Here's a cohort study supporting your doctor's advice to you.
[http://m.neurology.org/content/60/9/1424.short](http://m.neurology.org/content/60/9/1424.short)

And just for some Pop culture connection - here's a link to an article about a
Playboy model that died after a carotid dissection due to neck manipulation by
a chiropractor. [http://people.com/bodies/playboy-model-katie-may-died-
after-...](http://people.com/bodies/playboy-model-katie-may-died-after-
chiropractor-ruptured-an-artery-in-her-neck-coroner-says/)

------
pfarnsworth
No it is not bullshit, not for back problems.

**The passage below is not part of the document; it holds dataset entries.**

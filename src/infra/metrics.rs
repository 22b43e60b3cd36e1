// ============================================================
// Layer 6 — Metrics Logger
// ============================================================
// Appends one CSV row per epoch so learning curves can be
// plotted after (or during) a run.
//
// Output file: <checkpoint_dir>/metrics.csv
//
//   epoch,lr,train_loss,train_acc,test_acc_standard,test_acc_fixed
//   1,0.001000,2.101234,0.221000,0.310000,0.104000
//   ...
//
// The gap between test_acc_standard and test_acc_fixed shows how
// much the model depends on input-dependent attention rather than
// the averaged matrix captured at the end of the epoch.

use anyhow::{Context, Result};
use std::{
    fs::{self, OpenOptions},
    io::Write,
    path::{Path, PathBuf},
};
use serde::{Deserialize, Serialize};

const HEADER: &str = "epoch,lr,train_loss,train_acc,test_acc_standard,test_acc_fixed";

/// One row of metrics for a single training epoch
#[derive(Debug, Clone, PartialEq, Serialize, Deserialize)]
pub struct EpochMetrics {
    /// 1-based epoch number
    pub epoch:             usize,
    pub lr:                f64,
    /// Mean cross-entropy over training batches
    pub train_loss:        f64,
    pub train_acc:         f64,
    pub test_acc_standard: f64,
    pub test_acc_fixed:    f64,
}

impl EpochMetrics {
    /// True if this epoch beat `best_acc` on standard-mode test accuracy
    pub fn is_improvement(&self, best_acc: f64) -> bool {
        self.test_acc_standard > best_acc
    }

    fn csv_row(&self) -> String {
        format!(
            "{},{:.8},{:.6},{:.6},{:.6},{:.6}",
            self.epoch,
            self.lr,
            self.train_loss,
            self.train_acc,
            self.test_acc_standard,
            self.test_acc_fixed,
        )
    }
}

/// Appends epoch metrics to a CSV file.
pub struct MetricsLogger {
    csv_path: PathBuf,
}

impl MetricsLogger {
    /// Create the logger, writing the header if the file is new.
    /// An existing file is appended to, so resumed runs extend the log.
    pub fn new(dir: impl AsRef<Path>) -> Result<Self> {
        let dir = dir.as_ref();
        fs::create_dir_all(dir)
            .with_context(|| format!("Cannot create metrics dir '{}'", dir.display()))?;

        let csv_path = dir.join("metrics.csv");
        if !csv_path.exists() {
            let mut f = fs::File::create(&csv_path)?;
            writeln!(f, "{HEADER}")?;
            tracing::debug!("Created metrics CSV: '{}'", csv_path.display());
        }

        Ok(Self { csv_path })
    }

    /// Append one epoch's metrics as a new row.
    pub fn log(&self, m: &EpochMetrics) -> Result<()> {
        let mut f = OpenOptions::new()
            .append(true)
            .open(&self.csv_path)
            .with_context(|| format!("Cannot open '{}'", self.csv_path.display()))?;
        writeln!(f, "{}", m.csv_row())?;

        tracing::debug!(
            "Logged epoch {} metrics: train_loss={:.4}, test_acc={:.4}",
            m.epoch, m.train_loss, m.test_acc_standard,
        );
        Ok(())
    }

    pub fn csv_path(&self) -> &Path {
        &self.csv_path
    }
}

I hurt my back and was suffering
for 2 years. I went to a physiotherapist and they made me do stretches and
other exercises. I took Advil and aleve and both eventually stopped working.
It was debilitating and I desperation I went to a chiropractor. I am a huge
skeptic and thought chiropractors were scams too but I was desperate.

Within 6 weeks the pain disappeared permanently. This was over 10 years ago.
Occsssionally i will tweak my back from carrying my kids on my back and I will
go for s few sessions and I feel great afterwards.

It's not bullshit, at least for back problems. Some chiros say it cures colds
etc which is bullshit. You just need to find a chiro that doesn't deal with
that stuff.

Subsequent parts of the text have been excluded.